Nell'immediato dopoguerra, con lo Statuto speciale ‘fresco di stampa’ e Cagliari ancora alle prese con le profonde ferite dei bombardamenti Alleati del 1943, bisognava costruire dalle fondamenta le istituzioni regionali. Un processo lungo e complicato, che fece del Capoluogo regionale un grande polo di attrazione rispetto al resto dell'Isola e non solo, anche sotto la spinta del ‘boom’ economico degli anni '60 e dei Piani di Rinascita del decennio successivo. Grandi flussi demografici che, sul piano interno, si registrarono dalle campagne verso i nuovi poli industriali e in misura ridotta verso Olbia e la Gallura con la Costa Smeralda.
Altri tempi, altro mondo.Anche oggi, tuttavia, Cagliari potrebbe tornare ad essere per la Sardegna una sorta di grande ‘magnete’, ma, purtroppo per la Sardegna, in un contesto decisamente diverso, molto più povero innanzitutto e con un tessuto industriale al collasso, che faticosamente cerca di recuperare il terreno perduto a causa della crisi economica. Il ‘magnete’ è rappresentato dallo status di città metropolitana, un’occasione che il governatore Pigliaru ha voluto cogliere al volo dopo che la legge Delrio, pensata per riempire lo spazio lasciato vuoto dall'eliminazione delle province e via via trasformatasi non in un nuovo modello istituzionale italiano, ma in un accrocco ‘all’italiana’ che non ha precedenti in Europa e forse provocherà più problemi di quelli che voleva risolvere e più costi di quelli che voleva tagliare.

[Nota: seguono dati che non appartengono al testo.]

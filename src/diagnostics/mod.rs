//! On-demand memory report.
//!
//! Bound to a key in the pager. The report goes to the session's debug
//! sink and is never allowed to fail: a provider error is logged and the
//! report is skipped.

mod alloc;
mod process;

pub use alloc::CountingAlloc;
pub use process::ProcessMetrics;

use thiserror::Error;

use crate::logging::LogSink;

/// Errors from a metrics provider.
#[derive(Debug, Error)]
pub enum DiagnosticsError {
    /// The metric could not be read.
    #[error("Metrics unavailable: {reason}")]
    Unavailable {
        /// Reason why.
        reason: String,
    },
}

/// A point-in-time view of process memory.
#[derive(Debug, Clone, Copy, PartialEq, Eq, Default)]
pub struct MemorySnapshot {
    /// Bytes allocated over the life of the process.
    pub total_alloc: u64,
    /// Bytes the OS holds for the process (resident set).
    pub sys: u64,
    /// Bytes currently allocated on the heap.
    pub heap_alloc: u64,
    /// Bytes of address space reserved by the process.
    pub heap_sys: u64,
    /// Concurrently running tasks (or threads outside a runtime).
    pub tasks: usize,
}

/// Source of [`MemorySnapshot`]s. Injected so tests can use fixed numbers.
pub trait MetricsProvider: Send {
    fn snapshot(&mut self) -> Result<MemorySnapshot, DiagnosticsError>;

    /// Ask the allocator to give unused memory back to the OS.
    fn reclaim(&mut self);
}

/// Log a memory report to `sink`, then reclaim.
pub fn system_report(provider: &mut dyn MetricsProvider, sink: &LogSink) {
    match provider.snapshot() {
        Ok(snapshot) => {
            sink.debug("systemReport -->");
            sink.debug(format_args!("Total alloc {}", format_bytes(snapshot.total_alloc)));
            sink.debug(format_args!("Sys {}", format_bytes(snapshot.sys)));
            sink.debug(format_args!("Heap alloc {}", format_bytes(snapshot.heap_alloc)));
            sink.debug(format_args!("Heap sys {}", format_bytes(snapshot.heap_sys)));
            sink.debug(format_args!("Tasks num {}", snapshot.tasks));
            sink.debug("systemReport <--");
        }
        Err(e) => tracing::debug!("System report skipped: {}", e),
    }
    provider.reclaim();
}

/// Human-readable byte size.
pub fn format_bytes(bytes: u64) -> String {
    const UNITS: [(u64, &str); 4] = [
        (1 << 40, "T"),
        (1 << 30, "G"),
        (1 << 20, "M"),
        (1 << 10, "K"),
    ];
    for (size, unit) in UNITS {
        if bytes >= size {
            let value = bytes as f64 / size as f64;
            let text = format!("{value:.1}");
            let text = text.strip_suffix(".0").unwrap_or(&text);
            return format!("{text}{unit}");
        }
    }
    format!("{bytes}B")
}

#[cfg(test)]
mod tests {
    use pretty_assertions::assert_eq;

    use super::*;

    struct FixedMetrics {
        snapshot: Option<MemorySnapshot>,
        reclaimed: usize,
    }

    impl MetricsProvider for FixedMetrics {
        fn snapshot(&mut self) -> Result<MemorySnapshot, DiagnosticsError> {
            self.snapshot.ok_or(DiagnosticsError::Unavailable {
                reason: "test".to_string(),
            })
        }

        fn reclaim(&mut self) {
            self.reclaimed += 1;
        }
    }

    #[test]
    fn test_format_bytes() {
        assert_eq!(format_bytes(0), "0B");
        assert_eq!(format_bytes(1023), "1023B");
        assert_eq!(format_bytes(1024), "1K");
        assert_eq!(format_bytes(1536), "1.5K");
        assert_eq!(format_bytes(10 * 1024 * 1024), "10M");
        assert_eq!(format_bytes(3 * (1 << 30) + (1 << 29)), "3.5G");
        assert_eq!(format_bytes(2 << 40), "2T");
    }

    #[test]
    fn test_report_is_bracketed_and_reclaims() {
        let mut metrics = FixedMetrics {
            snapshot: Some(MemorySnapshot {
                total_alloc: 2048,
                sys: 10 * 1024 * 1024,
                heap_alloc: 512,
                heap_sys: 1 << 30,
                tasks: 7,
            }),
            reclaimed: 0,
        };
        let (sink, lines) = LogSink::memory();

        system_report(&mut metrics, &sink);

        assert_eq!(
            *lines.lock().unwrap(),
            vec![
                "systemReport -->",
                "Total alloc 2K",
                "Sys 10M",
                "Heap alloc 512B",
                "Heap sys 1G",
                "Tasks num 7",
                "systemReport <--",
            ]
        );
        assert_eq!(metrics.reclaimed, 1);
    }

    #[test]
    fn test_report_swallows_provider_errors() {
        let mut metrics = FixedMetrics {
            snapshot: None,
            reclaimed: 0,
        };
        let (sink, lines) = LogSink::memory();

        system_report(&mut metrics, &sink);

        assert!(lines.lock().unwrap().is_empty());
        assert_eq!(metrics.reclaimed, 1);
    }

    #[test]
    fn test_process_metrics_reads_current_process() {
        let mut metrics = ProcessMetrics::new();
        let snapshot = metrics.snapshot().unwrap();
        assert!(snapshot.tasks >= 1);
        metrics.reclaim();
    }
}
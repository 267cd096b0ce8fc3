//! dlog - a terminal pager for Docker container logs.
//!
//! The crate is split along the collaborators of a viewing session:
//!
//! - [`cache`]: ephemeral on-disk buffers that hold streamed log output
//! - [`source`]: where log bytes come from (Docker via `bollard`)
//! - [`viewer`]: the pager that renders a cache file as a live document
//! - [`session`]: the controller that ties them together and owns cleanup
//! - [`diagnostics`]: on-demand memory report for debugging
//!
//! # Example
//!
//! ```rust,no_run
//! use std::sync::Arc;
//!
//! use dlog::session::Session;
//! use dlog::source::{DockerSource, LogSource, SourceOptions, Tail};
//!
//! # async fn example() -> Result<(), Box<dyn std::error::Error>> {
//! let source = DockerSource::connect(SourceOptions::default()).await?;
//! let source: Arc<dyn LogSource> = Arc::new(source);
//!
//! let mut session = Session::new(source, Tail::Last(1000));
//! let result = session.start();
//! session.shutdown();
//! result?;
//! # Ok(())
//! # }
//! ```

pub mod cache;
pub mod cli;
pub mod config;
pub mod diagnostics;
pub mod error;
pub mod logging;
pub mod session;
pub mod source;
pub mod viewer;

In Sardegna, poi, potrebbe determinarsi una situazione ancora più paradossale. Cagliari potrebbe trasformarsi, grazie al combinato disposto della riforma degli enti locali che sta per approvare il Consiglio regionale e vari ‘pezzi’ della normativa nazionale, in una specie di mostro con più teste ed il deserto attorno. Il Capoluogo, infatti, oltre ad essere sede della nuova città metropolitana (il cui sindaco, in base alla riforma costituzionale, sarà anche senatore ‘di diritto’), dovrebbe diventare sede dell'unica Autorità portuale della Sardegna (come ha già deciso il governo Renzi) e dell'unica Asl della Regione (come ha in mente il governatore Pigliaru). Cosa dire? Forse neanche Soru sarebbe arrivato a tanto. Questo non vuol dire rimpiangerlo, sia chiaro, Resta però il fatto che le riforme ci vogliono, ma è sbagliato farle andando a sbattere contro la storia. E quella della Sardegna è sicuramente una storia di autonomie (al plurale), non troppo diversa da quella italiana sotto questo profilo, che non possono essere ingabbiate in un contenitore dirigista all'ennesima potenza che, oltretutto, non è nemmeno di sinistra e non piace nemmeno alla destra.